The other thing that rakes me off about American games... Time Outs... YARRRRG!

How to make 4 x 15 minute quarters into 3 hours!!!

But when the action is hot, it's sure hot! 

There's NFL in Aussie too? Right? Not sure if kiwiland has NFL or not... Never really seen it advertised. Well, at least it ties me over till winter when the real sports start


----------



## saximus (Nov 26, 2012)

SamNabz said:


> I'm still a bit of a noob with the rules, but Dan is right in regards to down (tackle) counts, and yes, it restarts after successfully reaching the 10 yard line. Although, I'm pretty sure I've also seen counts like "3rd and 8", which I think has something to do with being in a certain area of the field on a certain number of downs(?) - don't hold me to this though.



3rd and 8 means 8 yards to the line that they have to reach, Sam. So it always starts at 1st and 10 but then, theoretically should reduce every down because they should be moving forward down the field.


----------



## SamNabz (Nov 26, 2012)

slim6y said:


> The other thing that rakes me off about American games... Time Outs... YARRRRG!
> 
> How to make 4 x 15 minute quarters into 3 hours!!!
> 
> But when the action is hot, it's sure hot!
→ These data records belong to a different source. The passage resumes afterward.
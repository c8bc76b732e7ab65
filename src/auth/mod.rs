use crate::state::AppState;
use axum::Router;

mod claims;
pub mod cookies;
mod dto;
pub(crate) mod extractors;
pub mod handlers;
pub mod jwt;
pub mod password;
pub mod repo;
mod repo_types;
pub mod services;

pub fn router() -> Router<AppState> {
    Router::new()
        .merge(handlers::auth_routes())
        .merge(handlers::profile_routes())
}
use serde::{Deserialize, Serialize};
use uuid::Uuid;

/// JWT payload carried in the session cookie.
#[derive(Debug, Clone, Serialize, Deserialize)]
pub struct Claims {
    pub sub: Uuid,   // user ID
    pub iat: usize,  // issued at (unix timestamp)
    pub exp: usize,  // expires at (unix timestamp)
    pub iss: String, // issuer
    pub aud: String, // audience
}
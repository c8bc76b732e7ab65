use serde::{Deserialize, Deserializer, Serialize};
use uuid::Uuid;

use super::repo_types::User;

/// `null` reads as an empty string so it is reported as a missing field.
fn empty_if_null<'de, D>(de: D) -> Result<String, D::Error>
where
    D: Deserializer<'de>,
{
    Ok(Option::<String>::deserialize(de)?.unwrap_or_default())
}

/// Request body for signup. Absent or null fields deserialize as empty so
/// they are reported as missing rather than as a malformed body.
#[derive(Debug, Default, Deserialize)]
#[serde(rename_all = "camelCase")]
pub struct SignupRequest {
    #[serde(default, deserialize_with = "empty_if_null")]
    pub full_name: String,
    #[serde(default, deserialize_with = "empty_if_null")]
    pub email: String,
    #[serde(default, deserialize_with = "empty_if_null")]
    pub password: String,
}

#[derive(Debug, Default, Deserialize)]
pub struct LoginRequest {
    #[serde(default, deserialize_with = "empty_if_null")]
    pub email: String,
    #[serde(default, deserialize_with = "empty_if_null")]
    pub password: String,
}

#[derive(Debug, Default, Deserialize)]
#[serde(rename_all = "camelCase")]
pub struct UpdateProfileRequest {
    /// Data URI or bare base64 image.
    #[serde(default, deserialize_with = "empty_if_null")]
    pub profile_picture: String,
}

/// Public part of the user returned after signup and login.
#[derive(Debug, Serialize)]
#[serde(rename_all = "camelCase")]
pub struct PublicUser {
    pub id: Uuid,
    pub full_name: String,
    pub email: String,
    pub profile_picture: String,
}

impl From<User> for PublicUser {
    fn from(u: User) -> Self {
        Self {
            id: u.id,
            full_name: u.full_name,
            email: u.email,
            profile_picture: u.profile_picture,
        }
    }
}

#[derive(Debug, Serialize)]
pub struct MessageResponse {
    pub message: &'static str,
}
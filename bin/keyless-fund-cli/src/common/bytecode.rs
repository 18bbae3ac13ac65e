//! Payee contract creation bytecode arguments.

use std::{fs, io::Read, str::FromStr};

use alloy_primitives::Bytes;
use clap::Args;

use super::{CliError, Result};

/// Source of the payee contract creation bytecode
#[derive(Args, Debug, Clone, Default)]
pub struct BytecodeArgs {
    /// Creation bytecode of the payee contract (hex string)
    #[arg(long = "bytecode", conflicts_with = "bytecode_file")]
    pub bytecode: Option<String>,

    /// File containing the payee contract creation bytecode. If '-' is specified, it is read
    /// from stdin
    #[arg(long = "bytecode.file", visible_aliases = ["bytecode-file"])]
    pub bytecode_file: Option<String>,
}

impl BytecodeArgs {
    /// Loads the creation bytecode. Fails if neither source is given or the code is empty.
    pub fn load(&self) -> Result<Bytes> {
        let text = match (&self.bytecode, self.bytecode_file.as_deref()) {
            (Some(hex), _) => hex.clone(),
            (None, Some("-")) => {
                let mut buffer = String::new();
                std::io::stdin().read_to_string(&mut buffer)?;
                buffer
            }
            (None, Some(path)) => fs::read_to_string(path)?,
            (None, None) => return Err(missing_bytecode()),
        };

        let code = Bytes::from_str(text.trim())?;
        if code.is_empty() {
            return Err(missing_bytecode());
        }
        Ok(code)
    }
}

fn missing_bytecode() -> CliError {
    CliError::InvalidInput(
        "payee contract bytecode is required (--bytecode or --bytecode.file)".into(),
    )
}
//! Keyless funding trees.
//!
//! Funds an ordered list of payouts through a tree of pre-signed keyless contract deployments, so
//! that a single root sender has to be funded from outside.
#![cfg_attr(not(test), warn(unused_crate_dependencies))]
#![cfg_attr(docsrs, feature(doc_cfg, doc_auto_cfg))]

pub mod constants;

mod builder;
pub use builder::*;

mod encoder;
pub use encoder::*;

mod error;
pub use error::*;

mod funding;
pub use funding::*;

mod partition;
pub use partition::*;

mod search;
pub use search::*;

mod tree;
pub use tree::*;

mod tx;
pub use tx::*;

mod types;
pub use types::*;
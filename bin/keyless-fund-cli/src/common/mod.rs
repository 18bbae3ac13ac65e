mod bytecode;
mod error;
mod logging;
mod output;
mod payouts;

pub use bytecode::*;
pub use error::*;
pub use logging::*;
pub use output::*;
pub use payouts::*;
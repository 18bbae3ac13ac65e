use clap::Parser;

/// Main command enumeration for the keyless-fund CLI tool
#[derive(Parser, Debug)]
#[command(infer_subcommands = true, version = "0.1")]
pub enum MainCmd {
    /// Build a keyless funding tree for a list of payouts
    Build(crate::build::Cmd),
    /// Verify a funding tree report written by `build`
    Verify(crate::verify::Cmd),
}

/// Error types for the main command system
#[derive(Debug, thiserror::Error)]
pub enum Error {
    /// Error raised by a subcommand
    #[error("{0}")]
    Cli(#[from] crate::common::CliError),
}

impl MainCmd {
    /// Execute the main command
    pub fn run(&self) -> Result<(), Error> {
        match self {
            Self::Build(cmd) => {
                cmd.run()?;
                Ok(())
            }
            Self::Verify(cmd) => {
                cmd.run()?;
                Ok(())
            }
        }
    }
}
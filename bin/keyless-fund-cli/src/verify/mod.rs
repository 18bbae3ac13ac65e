//! Verify module for re-checking funding tree reports.

mod cmd;

pub use cmd::*;

pub use crate::common::{BytecodeArgs, CliError, LogArgs, Result};
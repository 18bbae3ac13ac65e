use std::{fs, path::Path};

use serde::Serialize;

use super::Result;

/// Writes `value` as pretty JSON to `path`, or to stdout without one.
pub fn write_json<T: Serialize>(value: &T, path: Option<&Path>) -> Result<()> {
    let json = serde_json::to_string_pretty(value)?;
    match path {
        Some(path) => fs::write(path, json + "\n")?,
        None => println!("{json}"),
    }
    Ok(())
}
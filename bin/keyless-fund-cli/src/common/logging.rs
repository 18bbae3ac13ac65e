//! Logging configuration for the keyless-fund CLI tool.
//!
//! Verbosity comes from `-v/-vv/-vvv` flags unless `RUST_LOG` is set. Logs go to stderr, or to
//! the file given with `--log.file`.

use std::path::PathBuf;

use clap::Parser;
use tracing::Level;
use tracing_subscriber::{fmt, EnvFilter};

use super::Result;

/// Logging configuration arguments.
#[derive(Debug, Clone, Default, Parser)]
pub struct LogArgs {
    /// Increase logging verbosity (-v = error, -vv = warn, -vvv = info, -vvvv = debug, -vvvvv =
    /// trace)
    #[arg(short = 'v', action = clap::ArgAction::Count, global = true)]
    pub verbose: u8,

    /// Log file path. If specified, logs are written to this file instead of stderr.
    #[arg(long = "log.file", visible_aliases = ["log-file"], global = true)]
    pub log_file: Option<PathBuf>,

    /// Disable colorful console logging. Only applies when logging to stderr (no --log.file).
    #[arg(long = "log.no-color", visible_aliases = ["log-no-color"], global = true)]
    pub log_no_color: bool,
}

impl LogArgs {
    /// The filter selected by `RUST_LOG` or, failing that, by the verbosity flags.
    pub fn filter(&self) -> EnvFilter {
        if std::env::var("RUST_LOG").is_ok() {
            return EnvFilter::from_default_env();
        }
        let level = match self.verbose {
            0 => return EnvFilter::new("off"),
            1 => Level::ERROR,
            2 => Level::WARN,
            3 => Level::INFO,
            4 => Level::DEBUG,
            _ => Level::TRACE,
        };
        EnvFilter::new(format!("keyless_fund={level},keyless_fund_cli={level}"))
    }

    /// Initialize the tracing subscriber based on the logging configuration.
    ///
    /// Log target is only shown for DEBUG level and above. Does nothing if a global subscriber
    /// is already installed.
    pub fn init(&self) -> Result<()> {
        let filter = self.filter();
        let show_target = self.verbose >= 4;

        if let Some(ref log_file) = self.log_file {
            // Log files never get ANSI colors
            let file = std::fs::File::create(log_file)?;
            let _ = fmt()
                .with_env_filter(filter)
                .with_target(show_target)
                .with_writer(file)
                .with_ansi(false)
                .try_init();
        } else {
            let _ = fmt()
                .with_env_filter(filter)
                .with_target(show_target)
                .with_writer(std::io::stderr)
                .with_ansi(!self.log_no_color)
                .try_init();
        }
        Ok(())
    }
}
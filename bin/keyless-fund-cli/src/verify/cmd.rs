use std::{fs, path::PathBuf};

use alloy_primitives::Address;
use clap::Parser;
use keyless_fund::{FundingTree, MultiTransferEncoder};
use tracing::info;

use super::{BytecodeArgs, CliError, LogArgs, Result};

/// Verify a funding tree report
#[derive(Parser, Debug)]
pub struct Cmd {
    /// JSON file written by `keyless-fund build`
    #[arg(long = "tree")]
    pub tree: PathBuf,

    /// Payee contract creation bytecode the tree was built with
    #[command(flatten)]
    pub bytecode: BytecodeArgs,

    /// Expected authorized account. Defaults to the one recorded in the report
    #[arg(long = "authorized")]
    pub authorized: Option<Address>,

    /// Logging configuration
    #[command(flatten)]
    pub log_args: LogArgs,
}

impl Cmd {
    /// Execute the verify command
    pub fn run(&self) -> Result<()> {
        self.log_args.init()?;

        let tree: FundingTree = serde_json::from_str(&fs::read_to_string(&self.tree)?)?;
        if let Some(authorized) = self.authorized.filter(|account| *account != tree.authorized()) {
            return Err(CliError::InvalidInput(format!(
                "report is authorized for {}, expected {authorized}",
                tree.authorized()
            )));
        }

        let encoder = MultiTransferEncoder::new(self.bytecode.load()?);
        info!(transactions = tree.nodes().len(), "Verifying funding tree");
        tree.verify(&encoder)?;

        println!("funding tree OK");
        println!("authorized:    {}", tree.authorized());
        println!("root sender:   {}", tree.root_sender());
        println!("root value:    {}", tree.root_value());
        println!("transactions:  {}", tree.nodes().len());
        Ok(())
    }
}
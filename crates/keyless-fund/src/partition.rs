//! Splitting ordered payout lists into contiguous batches.

use crate::{FundingError, Result};

/// Splits `items` into consecutive, non-overlapping batches of `batch_size`. Only the last batch
/// may be shorter. Concatenating the batches in order gives back `items`.
pub fn partition<T>(items: &[T], batch_size: usize) -> Result<Vec<&[T]>> {
    if batch_size == 0 {
        return Err(FundingError::InvalidBatchSize { batch_size, min: 1 });
    }
    Ok(items.chunks(batch_size).collect())
}

/// Number of batches `partition` yields for `len` items.
pub const fn batch_count(len: usize, batch_size: usize) -> usize {
    len.div_ceil(batch_size)
}
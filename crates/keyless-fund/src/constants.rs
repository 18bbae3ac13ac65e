//! Constants for keyless funding trees.

use alloy_primitives::U256;

/// The seed for both signature components of a keyless transaction. The search starts with
/// `r = s = SIGNATURE_SEED` and only ever moves `r`.
///
/// Equal to `0x0da0da0da0da0da0da0da0da0da0da0da0da0da0da0da0da0da0da0da0da0da0`.
pub const SIGNATURE_SEED: U256 = U256::from_limbs([
    0x0da0_da0d_a0da_0da0,
    0xa0da_0da0_da0d_a0da,
    0xda0d_a0da_0da0_da0d,
    0x0da0_da0d_a0da_0da0,
]);

/// The recovery parameter of every keyless transaction. Pre-EIP-155, so no chain id is mixed in.
pub const KEYLESS_V: u8 = 27;

/// Nonce of every keyless transaction. A discovered sender sends exactly once.
pub const KEYLESS_NONCE: u64 = 0;

/// Default gas limit reserved for one payee contract deployment.
pub const DEFAULT_GAS_LIMIT: u64 = 4_000_000;

/// Default gas price, 20 gwei.
pub const DEFAULT_GAS_PRICE: u128 = 20_000_000_000;

/// Default number of payees per payee contract.
pub const DEFAULT_BATCH_SIZE: usize = 110;

/// Default upper bound on signature candidates tried per transaction.
///
/// Roughly half of all `r` values are valid x-coordinates on secp256k1, so the chance of a correct
/// search exhausting this bound is about `2^-256`.
pub const DEFAULT_MAX_SEARCH_ITERATIONS: u64 = 256;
Haha, so true re: timeouts, the games go on forever! But yes, when the game is in full swing and there's a lot going on, it's extremely entertaining. I love watching the quarterbacks get smashed - does this make me sadistic? 



slim6y said:


> There's NFL in Aussie too? Right? Not sure if kiwiland has NFL or not... Never really seen it advertised. Well, at least it ties me over till winter when the real sports start



There are NFL leagues here in Aus, but I've never seen Aus NFL on any sport channel so not sure if it's a paid sport etc.



saximus said:


> 3rd and 8 means 8 yards to the line that they have to reach, Sam. So it always starts at 1st and 10 but then, theoretically should reduce every down because they should be moving forward down the field.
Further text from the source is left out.